Thousands of migrant workers in the Spanish regions of Huelva and Almeria work in gruelling conditions, picking salad vegetables and soft fruits that are sold in UK supermarkets.

For more than 20 years, workers have been reporting flagrant abuses of basic rights.

They often receive as little as 32 euros for an eight-hour day. Employees are frequently expected to continue working whilst dangerous agrichemicals are being sprayed in the greenhouses or to use them without proper protection.

Some workers have been sacked for striking and a local union has reported physical, verbal and legal threats to stop the members electing representatives.

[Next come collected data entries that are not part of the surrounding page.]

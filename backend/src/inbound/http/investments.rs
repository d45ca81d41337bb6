//! Investment API handlers.
//!
//! ```text
//! GET  /api/investments
//! POST /api/investments  (investor) {"listingId":"colombo-sky-1","amount":500000}
//! GET  /api/portfolio    (investor)
//! ```

use actix_web::{HttpResponse, get, post, web};
use serde::{Deserialize, Serialize};

use crate::domain::{InvestorSummary, UserRole};
use crate::inbound::http::ApiResult;
use crate::inbound::http::listings::listing_id_from_path;
use crate::inbound::http::session::SessionContext;
use crate::inbound::http::state::HttpState;
use crate::inbound::http::views::InvestmentView;

#[derive(Debug, Clone, Deserialize, Serialize)]
#[serde(rename_all = "camelCase")]
pub struct InvestmentRequest {
    pub listing_id: String,
    pub amount: i64,
}

/// Ledger entries visible to the caller, newest first.
#[get("/investments")]
pub async fn list_investments(
    state: web::Data<HttpState>,
    session: SessionContext,
) -> ApiResult<web::Json<Vec<InvestmentView>>> {
    let principal = session.require_principal()?;
    let entries = state.ledger.history(&principal).await?;
    Ok(web::Json(entries.iter().map(InvestmentView::from).collect()))
}

/// Commit capital to a listing.
#[post("/investments")]
pub async fn commit_investment(
    state: web::Data<HttpState>,
    session: SessionContext,
    payload: web::Json<InvestmentRequest>,
) -> ApiResult<HttpResponse> {
    let principal = session.require_role(UserRole::Investor)?;
    let listing_id = listing_id_from_path(&payload.listing_id)?;
    let investment = state
        .ledger
        .commit(&principal, &listing_id, payload.amount)
        .await?;
    Ok(HttpResponse::Created().json(InvestmentView::from(&investment)))
}

/// Dashboard figures for the caller's own investments.
#[get("/portfolio")]
pub async fn portfolio(
    state: web::Data<HttpState>,
    session: SessionContext,
) -> ApiResult<web::Json<InvestorSummary>> {
    let principal = session.require_role(UserRole::Investor)?;
    let summary = state.portfolio.summary(&principal).await?;
    Ok(web::Json(summary))
}
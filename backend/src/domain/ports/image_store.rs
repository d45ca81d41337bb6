//! Port for listing image storage.
use async_trait::async_trait;

use crate::domain::{ImageUpload, StoredImage};

use super::define_port_error;

define_port_error! {
    /// Errors raised by image storage adapters.
    pub enum ImageStoreError {
        /// The backing storage could not be reached.
        Unavailable { message: String } => ServiceUnavailable,
            "image storage unavailable: {message}",
        /// Reading or writing the file failed.
        Io { message: String } => InternalError, "image storage failed: {message}",
    }
}

#[cfg_attr(test, mockall::automock)]
#[async_trait]
pub trait ImageStore: Send + Sync {
    /// Persist a validated upload and return where it is served from.
    async fn store(&self, upload: &ImageUpload) -> Result<StoredImage, ImageStoreError>;

    /// Read a stored image by its generated file name.
    async fn fetch(&self, name: &str) -> Result<Option<Vec<u8>>, ImageStoreError>;
}
//! JSON response bodies.
//!
//! Domain entities stay free of wire concerns; these views fix the field
//! names clients see and add derived figures such as listing progress.

use chrono::{DateTime, Utc};
use serde::Serialize;

use crate::domain::{
    Investment, InviteStatus, Listing, RaisedTotalAdjustment, TeamInvite, User, UserRole,
    investable_step, progress_percent, remaining_capacity,
};

/// Public account view. Never carries the password hash.
#[derive(Debug, Clone, Serialize)]
#[serde(rename_all = "camelCase")]
pub struct UserView {
    pub id: String,
    pub name: String,
    pub email: String,
    pub role: UserRole,
    pub is_verified: bool,
    pub created_at: DateTime<Utc>,
}

impl From<&User> for UserView {
    fn from(user: &User) -> Self {
        Self {
            id: user.id().to_string(),
            name: user.name().as_ref().to_owned(),
            email: user.email().to_string(),
            role: user.role(),
            is_verified: user.is_verified(),
            created_at: user.created_at(),
        }
    }
}

/// Listing with its funding figures.
#[derive(Debug, Clone, Serialize)]
#[serde(rename_all = "camelCase")]
pub struct ListingView {
    pub id: String,
    pub title: String,
    pub city: String,
    pub category: String,
    pub status: String,
    pub image: String,
    pub min_investment: u64,
    pub roi: f64,
    pub target_amount: u64,
    pub total_raised: u64,
    pub duration_months: u32,
    pub created_at: DateTime<Utc>,
    pub progress_percent: u8,
    pub remaining_capacity: u64,
    pub investable_step: u64,
}

impl From<&Listing> for ListingView {
    fn from(listing: &Listing) -> Self {
        Self {
            id: listing.id().to_string(),
            title: listing.title().to_owned(),
            city: listing.city().to_owned(),
            category: listing.category().to_owned(),
            status: listing.status().as_str().to_owned(),
            image: listing.image().to_owned(),
            min_investment: listing.min_investment(),
            roi: listing.roi(),
            target_amount: listing.target_amount(),
            total_raised: listing.total_raised(),
            duration_months: listing.duration_months(),
            created_at: listing.created_at(),
            progress_percent: progress_percent(listing),
            remaining_capacity: remaining_capacity(listing),
            investable_step: investable_step(listing),
        }
    }
}

#[derive(Debug, Clone, Serialize)]
#[serde(rename_all = "camelCase")]
pub struct InvestmentView {
    pub id: String,
    pub listing_id: String,
    pub user_id: String,
    pub user_email: String,
    pub amount: u64,
    pub date: DateTime<Utc>,
}

impl From<&Investment> for InvestmentView {
    fn from(investment: &Investment) -> Self {
        Self {
            id: investment.id.to_string(),
            listing_id: investment.listing_id.to_string(),
            user_id: investment.user_id.to_string(),
            user_email: investment.user_email.to_string(),
            amount: investment.amount,
            date: investment.date,
        }
    }
}

#[derive(Debug, Clone, Serialize)]
#[serde(rename_all = "camelCase")]
pub struct InviteView {
    pub id: String,
    pub listing_id: String,
    pub email: String,
    pub status: InviteStatus,
    pub date: DateTime<Utc>,
}

impl From<&TeamInvite> for InviteView {
    fn from(invite: &TeamInvite) -> Self {
        Self {
            id: invite.id.to_string(),
            listing_id: invite.listing_id.to_string(),
            email: invite.email.to_string(),
            status: invite.status,
            date: invite.date,
        }
    }
}

#[derive(Debug, Clone, Serialize)]
#[serde(rename_all = "camelCase")]
pub struct AdjustmentView {
    pub listing_id: String,
    pub previous_total: u64,
    pub new_total: u64,
    pub reason: String,
    pub actor_id: String,
    pub actor_email: String,
    pub at: DateTime<Utc>,
}

impl From<&RaisedTotalAdjustment> for AdjustmentView {
    fn from(adjustment: &RaisedTotalAdjustment) -> Self {
        Self {
            listing_id: adjustment.listing_id.to_string(),
            previous_total: adjustment.previous_total,
            new_total: adjustment.new_total,
            reason: adjustment.reason.clone(),
            actor_id: adjustment.actor_id.to_string(),
            actor_email: adjustment.actor_email.to_string(),
            at: adjustment.at,
        }
    }
}
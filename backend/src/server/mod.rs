//! Server construction and middleware wiring.

mod config;
mod state_builders;

pub use config::{AppSettings, SESSION_KEY_MIN_LEN, ServerConfig, SessionKeyError, load_session_key};
pub use state_builders::{
    StartupError, StateOptions, StatePorts, build_http_state, build_runtime_state,
};

use actix_session::{
    SessionMiddleware,
    config::{CookieContentSecurity, PersistentSession},
    storage::CookieSessionStore,
};
use actix_web::cookie::{Key, SameSite};
use actix_web::dev::{Server, ServiceFactory, ServiceRequest, ServiceResponse};
use actix_web::{App, HttpServer, web};

use crate::inbound::http::configure;
use crate::inbound::http::health::HealthState;
use crate::inbound::http::state::HttpState;

/// Everything one worker's [`App`] is built from.
#[derive(Clone)]
pub struct AppDependencies {
    pub health_state: web::Data<HealthState>,
    pub http_state: web::Data<HttpState>,
    pub key: Key,
    pub cookie_secure: bool,
    pub same_site: SameSite,
}

/// Build the application: session middleware around the API and upload
/// routes, with shared state attached.
pub fn build_app(
    deps: AppDependencies,
) -> App<
    impl ServiceFactory<
        ServiceRequest,
        Config = (),
        Response = ServiceResponse,
        Error = actix_web::Error,
        InitError = (),
    >,
> {
    let AppDependencies {
        health_state,
        http_state,
        key,
        cookie_secure,
        same_site,
    } = deps;

    let session = SessionMiddleware::builder(CookieSessionStore::default(), key)
        .cookie_name("session".into())
        .cookie_path("/".into())
        .cookie_secure(cookie_secure)
        .cookie_http_only(true)
        .cookie_content_security(CookieContentSecurity::Private)
        .cookie_same_site(same_site)
        .session_lifecycle(
            PersistentSession::default().session_ttl(actix_web::cookie::time::Duration::hours(2)),
        )
        .build();

    App::new()
        .app_data(health_state)
        .app_data(http_state)
        .wrap(session)
        .configure(configure)
}

/// Construct an Actix HTTP server over prepared state.
///
/// # Errors
/// Propagates [`std::io::Error`] when binding the socket fails.
pub fn create_server(
    health_state: web::Data<HealthState>,
    http_state: HttpState,
    config: ServerConfig,
) -> std::io::Result<Server> {
    let server_health_state = health_state.clone();
    let http_state = web::Data::new(http_state);
    let ServerConfig {
        key,
        cookie_secure,
        same_site,
        bind_addr,
    } = config;

    let server = HttpServer::new(move || {
        build_app(AppDependencies {
            health_state: server_health_state.clone(),
            http_state: http_state.clone(),
            key: key.clone(),
            cookie_secure,
            same_site,
        })
    })
    .bind(bind_addr)?
    .run();

    health_state.mark_ready();
    Ok(server)
}
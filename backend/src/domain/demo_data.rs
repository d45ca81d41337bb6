//! Demo accounts and listings for development environments.

use std::sync::Arc;

use mockable::Clock;
use tracing::info;

use crate::domain::ports::{ListingRepository, PasswordHasher, UserRepository};
use crate::domain::{
    Email, Error, Listing, ListingDraft, ListingId, User, UserDraft, UserId, UserName, UserRole,
};

struct DemoAccount {
    name: &'static str,
    email: &'static str,
    password: &'static str,
    role: UserRole,
}

const DEMO_ACCOUNTS: [DemoAccount; 2] = [
    DemoAccount {
        name: "Platform Admin",
        email: "admin@stake.com",
        password: "admin123",
        role: UserRole::Admin,
    },
    DemoAccount {
        name: "Demo Investor",
        email: "investor@stake.com",
        password: "investor123",
        role: UserRole::Investor,
    },
];

struct DemoListing {
    id: &'static str,
    title: &'static str,
    city: &'static str,
    category: &'static str,
    status: &'static str,
    min_investment: i64,
    roi: f64,
    target_amount: i64,
    total_raised: i64,
    duration_months: i64,
}

const DEMO_LISTINGS: [DemoListing; 3] = [
    DemoListing {
        id: "colombo-sky-1",
        title: "Colombo Sky Residences",
        city: "Colombo",
        category: "Residential",
        status: "Active",
        min_investment: 500_000,
        roi: 12.0,
        target_amount: 50_000_000,
        total_raised: 25_000_000,
        duration_months: 24,
    },
    DemoListing {
        id: "galle-heritage-1",
        title: "Galle Fort Heritage Villas",
        city: "Galle",
        category: "Hospitality",
        status: "Active",
        min_investment: 750_000,
        roi: 15.0,
        target_amount: 75_000_000,
        total_raised: 45_000_000,
        duration_months: 36,
    },
    DemoListing {
        id: "kandy-hills-1",
        title: "Kandy Hills Retreat",
        city: "Kandy",
        category: "Hospitality",
        status: "Funding",
        min_investment: 600_000,
        roi: 11.0,
        target_amount: 60_000_000,
        total_raised: 30_000_000,
        duration_months: 30,
    },
];

impl DemoListing {
    fn draft(&self) -> ListingDraft {
        ListingDraft {
            id: Some(self.id.to_owned()),
            title: self.title.to_owned(),
            city: self.city.to_owned(),
            category: self.category.to_owned(),
            status: self.status.to_owned(),
            image: String::new(),
            min_investment: self.min_investment,
            roi: self.roi,
            target_amount: self.target_amount,
            total_raised: Some(self.total_raised),
            duration_months: self.duration_months,
        }
    }
}

/// What a seeding run inserted.
#[derive(Debug, Default, Clone, PartialEq, Eq)]
pub struct SeedOutcome {
    pub users: usize,
    pub listings: usize,
}

/// Inserts demo data into an empty store.
pub struct DemoSeeder {
    users: Arc<dyn UserRepository>,
    listings: Arc<dyn ListingRepository>,
    hasher: Arc<dyn PasswordHasher>,
    clock: Arc<dyn Clock>,
}

impl DemoSeeder {
    pub fn new(
        users: Arc<dyn UserRepository>,
        listings: Arc<dyn ListingRepository>,
        hasher: Arc<dyn PasswordHasher>,
        clock: Arc<dyn Clock>,
    ) -> Self {
        Self {
            users,
            listings,
            hasher,
            clock,
        }
    }

    /// Add missing demo accounts, and the demo listings when no listing
    /// exists yet. Safe to run on every start.
    pub async fn seed(&self) -> Result<SeedOutcome, Error> {
        let mut outcome = SeedOutcome::default();
        let now = self.clock.utc();

        for account in &DEMO_ACCOUNTS {
            let email = Email::new(account.email).map_err(|err| Error::internal(err.to_string()))?;
            if self.users.find_by_email(&email).await?.is_some() {
                continue;
            }
            let user = User::new(UserDraft {
                id: UserId::random(),
                email,
                password_hash: self.hasher.hash(account.password).await?,
                name: UserName::new(account.name).map_err(|err| Error::internal(err.to_string()))?,
                role: account.role,
                is_verified: true,
                created_at: now,
            });
            self.users.insert(&user).await?;
            outcome.users += 1;
        }

        if self.listings.list().await?.is_empty() {
            for demo in &DEMO_LISTINGS {
                let id = ListingId::new(demo.id).map_err(|err| Error::internal(err.to_string()))?;
                let listing = Listing::create(id, &demo.draft(), now)
                    .map_err(|err| Error::internal(err.to_string()))?;
                self.listings.upsert(&listing).await?;
                outcome.listings += 1;
            }
        }

        info!(users = outcome.users, listings = outcome.listings, "demo data seeded");
        Ok(outcome)
    }
}
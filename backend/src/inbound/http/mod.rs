//! HTTP inbound adapter exposing REST endpoints.
//!
//! Every API route lives under `/api`; stored images are served from
//! `/uploads`. [`configure`] registers both so the server and the
//! integration tests build the same surface.

pub mod accounts;
pub mod error;
pub mod health;
pub mod investments;
pub mod listings;
pub mod session;
pub mod state;
pub mod teams;
#[cfg(any(test, feature = "test-support"))]
pub mod test_utils;
pub mod uploads;
pub mod views;

pub use error::ApiResult;

use actix_web::{HttpRequest, error::JsonPayloadError, web};

use crate::domain::Error;

fn json_error(err: JsonPayloadError, _req: &HttpRequest) -> actix_web::Error {
    Error::invalid_request(format!("invalid JSON body: {err}")).into()
}

/// JSON extractor settings shared by every handler: bodies up to
/// [`uploads::UPLOAD_BODY_LIMIT`], and malformed bodies reported as
/// `invalid_request` errors.
pub fn json_config() -> web::JsonConfig {
    web::JsonConfig::default()
        .limit(uploads::UPLOAD_BODY_LIMIT)
        .error_handler(json_error)
}

/// Register the API scope and the upload file route.
///
/// Callers supply `HttpState` and `HealthState` as app data and wrap the
/// app in a session middleware.
pub fn configure(cfg: &mut web::ServiceConfig) {
    cfg.app_data(json_config())
        .service(
            web::scope("/api")
                .service(health::health)
                .service(accounts::register)
                .service(accounts::login)
                .service(accounts::verify)
                .service(accounts::resend_otp)
                .service(accounts::logout)
                .service(accounts::current_user)
                .service(listings::list_listings)
                .service(listings::save_listing)
                .service(listings::get_listing)
                .service(listings::delete_listing)
                .service(listings::adjust_raised_total)
                .service(listings::list_adjustments)
                .service(investments::list_investments)
                .service(investments::commit_investment)
                .service(investments::portfolio)
                .service(teams::list_invites)
                .service(teams::send_invite)
                .service(teams::accept_invite)
                .service(teams::remove_invite)
                .service(uploads::upload_image),
        )
        .service(uploads::serve_upload);
}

The failure of employers and the government to provide basic rights has resulted in thousands of workers and their families living in make-shift settlements, in housing made out of wooden pallets, cardboard and plastic from the local greenhouses.

Ethical Consumer is working with local grassroots organisations, led by the workers, to report on abuses as they are reported.

Spitou’s story

Spitou Mendy was previously a teacher in Senegal.

“I have been here working and struggling for 19 years, working for many years under plastic. I have to say the main change in this time is: nothing.

“The companies are constantly trying to reduce wages and now, with the new minimum wage, if they have to give you a bit more they try to cut back some other benefit to increase their profits.

“In Huelva it’s the same system of exploitation of labour…

“There are a few places, not many, who pay the minimum wage, but in the majority of the cases they take it from somewhere else, for example the travel costs which are supposed to be paid. There is little motivation to go and work in a greenhouse. This is an experience that I have lived myself. I am living it now.”

Supermarkets know about the problem

Ethical Consumer investigations since 2019 suggest that all major UK supermarkets source produce from Almeria and Huelva in southern Spain.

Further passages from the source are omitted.